新型コロナウイルス感染症の新規感染者数が増加する中、スイス政府はワクチン接種を呼びかけるキャンペーンに力を上げている。はたして、雇用主が従業員にワクチン接種を求めることは法的に可能だろうか?答えは簡単に出せそうにない。

グーグルは数週間前、オフィスに出社する従業員に新型コロナウイルスのワクチン接種を求めると発表。この知らせにスイスの労働団体は騒然となった。チューリヒにあるグーグルのオフィスで働く4千人以上の従業員にはどのような影響があるだろうか?

インターネット検索大手のグーグルは、今回の方針外部リンクを米国で最初に導入した。今後は事業所を置く国の事情に合わせて調整するとしている。しかし、この発表を機にスイスで議論が勃発した。議論の焦点は、雇用主による接種義務の導入がスイスで法的に可能かどうか、という点だ。

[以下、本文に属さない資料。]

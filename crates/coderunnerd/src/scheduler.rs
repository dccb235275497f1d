//! Queue/Scheduler.
//!
//! FIFO admission over a bounded `jobsMaxConcurrent` semaphore. Jobs wait in
//! a plain `VecDeque` until a permit frees up, at which point the pipeline
//! coordinator is handed the job id, a held permit, and a fresh
//! cancellation token: claim-lock-plus-semaphore admission, simplified to
//! "pop the front of a single FIFO queue".

use std::collections::{HashMap, VecDeque};
use std::sync::Arc;

use tokio::sync::{Mutex, Notify, OwnedSemaphorePermit, Semaphore};
use tokio_util::sync::CancellationToken;
use tracing::info;

use coderunner_core::types::Id;

/// A job admitted past the concurrency gate: its id, the permit keeping it
/// counted against `jobsMaxConcurrent` until dropped, and the token the
/// executor runner watches for cooperative cancellation.
pub struct Admission {
    pub job_id: Id,
    pub permit: OwnedSemaphorePermit,
    pub cancel: CancellationToken,
}

pub struct Scheduler {
    semaphore: Arc<Semaphore>,
    queue: Mutex<VecDeque<Id>>,
    notify: Notify,
    /// Cancellation tokens for jobs currently admitted (past the queue, in
    /// an active pipeline stage) - `cancel` signals through here rather
    /// than mutating job state directly, since only the pipeline driving
    /// the job knows how to tear down cleanly.
    active: Mutex<HashMap<String, CancellationToken>>,
}

impl Scheduler {
    pub fn new(max_concurrent: u32) -> Self {
        Self {
            semaphore: Arc::new(Semaphore::new(max_concurrent.max(1) as usize)),
            queue: Mutex::new(VecDeque::new()),
            notify: Notify::new(),
            active: Mutex::new(HashMap::new()),
        }
    }

    /// `enqueue(jobId)`. Appends to the tail; FIFO order is preserved
    /// regardless of arrival concurrency since the queue itself is behind a
    /// single mutex.
    pub async fn enqueue(&self, job_id: Id) {
        let mut queue = self.queue.lock().await;
        queue.push_back(job_id);
        self.notify.notify_one();
    }

    /// 1-based position of each still-queued job, front-to-back, for the
    /// `queue_position` field on `GET /jobs/{id}`.
    pub async fn queue_positions(&self) -> HashMap<String, u32> {
        let queue = self.queue.lock().await;
        queue
            .iter()
            .enumerate()
            .map(|(i, id)| (id.0.clone(), i as u32 + 1))
            .collect()
    }

    /// Block until a concurrency permit is free and a job is waiting, then
    /// return both together. The permit must be held by the caller for the
    /// job's entire run and dropped only at teardown.
    pub async fn admit(&self) -> Admission {
        let permit = Arc::clone(&self.semaphore)
            .acquire_owned()
            .await
            .expect("scheduler semaphore is never closed");
        loop {
            {
                let mut queue = self.queue.lock().await;
                if let Some(job_id) = queue.pop_front() {
                    let cancel = CancellationToken::new();
                    self.active.lock().await.insert(job_id.0.clone(), cancel.clone());
                    info!(job_id = %job_id, "job admitted past concurrency gate");
                    return Admission { job_id, permit, cancel };
                }
            }
            self.notify.notified().await;
        }
    }

    /// Called by the pipeline coordinator once a job reaches a terminal
    /// state, so `cancel` on an already-finished job is a no-op rather than
    /// signaling a stale token.
    pub async fn release(&self, job_id: &Id) {
        self.active.lock().await.remove(&job_id.0);
    }

    /// `cancel(jobId)`. If the job is still queued it is removed outright
    /// and the caller is responsible for marking it `cancelled`; if it is
    /// already admitted, its cancellation token fires and the pipeline
    /// coordinator drives the teardown.
    pub async fn cancel(&self, job_id: &Id) -> CancelOutcome {
        {
            let mut queue = self.queue.lock().await;
            if let Some(pos) = queue.iter().position(|id| id == job_id) {
                queue.remove(pos);
                return CancelOutcome::RemovedFromQueue;
            }
        }
        if let Some(token) = self.active.lock().await.get(&job_id.0) {
            token.cancel();
            return CancelOutcome::SignaledRunning;
        }
        CancelOutcome::NotFound
    }

    /// Restore the FIFO order of still-`queued` jobs after a restart. Must
    /// be called once, before the admission loop starts.
    pub async fn reconcile(&self, queued_job_ids: Vec<Id>) {
        let mut queue = self.queue.lock().await;
        queue.clear();
        queue.extend(queued_job_ids);
        self.notify.notify_waiters();
    }
}

#[derive(Debug, Clone, Copy, PartialEq, Eq)]
pub enum CancelOutcome {
    RemovedFromQueue,
    SignaledRunning,
    NotFound,
}

#[cfg(test)]
mod tests {
    use super::*;

    #[tokio::test]
    async fn enqueue_then_admit_preserves_fifo_order() {
        let scheduler = Scheduler::new(2);
        let first = Id::new();
        let second = Id::new();
        scheduler.enqueue(first.clone()).await;
        scheduler.enqueue(second.clone()).await;

        let admitted_first = scheduler.admit().await;
        let admitted_second = scheduler.admit().await;
        assert_eq!(admitted_first.job_id, first);
        assert_eq!(admitted_second.job_id, second);
    }

    #[tokio::test]
    async fn admit_blocks_until_permit_released() {
        let scheduler = Arc::new(Scheduler::new(1));
        let first = Id::new();
        let second = Id::new();
        scheduler.enqueue(first.clone()).await;
        scheduler.enqueue(second.clone()).await;

        let admitted_first = scheduler.admit().await;

        let scheduler_clone = Arc::clone(&scheduler);
        let handle = tokio::spawn(async move { scheduler_clone.admit().await });
        tokio::time::sleep(std::time::Duration::from_millis(20)).await;
        assert!(!handle.is_finished());

        drop(admitted_first.permit);
        let admitted_second = handle.await.unwrap();
        assert_eq!(admitted_second.job_id, second);
    }

    #[tokio::test]
    async fn cancel_removes_queued_job_without_signaling() {
        let scheduler = Scheduler::new(1);
        let job_id = Id::new();
        scheduler.enqueue(job_id.clone()).await;
        let outcome = scheduler.cancel(&job_id).await;
        assert_eq!(outcome, CancelOutcome::RemovedFromQueue);
        assert!(scheduler.queue_positions().await.is_empty());
    }

    #[tokio::test]
    async fn cancel_signals_active_job_token() {
        let scheduler = Scheduler::new(1);
        let job_id = Id::new();
        scheduler.enqueue(job_id.clone()).await;
        let admission = scheduler.admit().await;
        let outcome = scheduler.cancel(&job_id).await;
        assert_eq!(outcome, CancelOutcome::SignaledRunning);
        assert!(admission.cancel.is_cancelled());
    }

    #[tokio::test]
    async fn reconcile_restores_fifo_order() {
        let scheduler = Scheduler::new(1);
        let first = Id::new();
        let second = Id::new();
        scheduler.reconcile(vec![first.clone(), second.clone()]).await;
        let positions = scheduler.queue_positions().await;
        assert_eq!(positions.get(&first.0), Some(&1));
        assert_eq!(positions.get(&second.0), Some(&2));
    }
}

バーゼルの法律事務所Battegay and Dürrの弁護士ロレーナ・シュタイナー氏によると、答えはイエスでもあり、ノーでもある。

シュタイナー氏はswissinfo.chに「スイスの感染症法は控えめだ。ワクチン接種を義務づけたとしても、それを強制できないという点で矛盾しているようにもみえる」と語る。「スイスでは、個人の自由や身体自主権(身体的インテグリティ)などの個人の権利が非常に重んじられている。感染症法に基づく予防接種の義務でさえ、強制は認められない」

つまり、同氏によれば特定の労働者グループにワクチン接種を義務づけられることは可能だ。ただしその場合でも、本人の意思に反して接種を強制することはできない。しかし、どの労働者グループが接種義務の対象となり、企業はどのように接種義務を課せられるのかという点については、スイスの法律家の間で意見が分かれている。

法律上の定めは?

スイスの労働法や新型コロナウイルスに関連する様々な条例により、雇用主には従業員の健康を守るために対策を講じる義務がある。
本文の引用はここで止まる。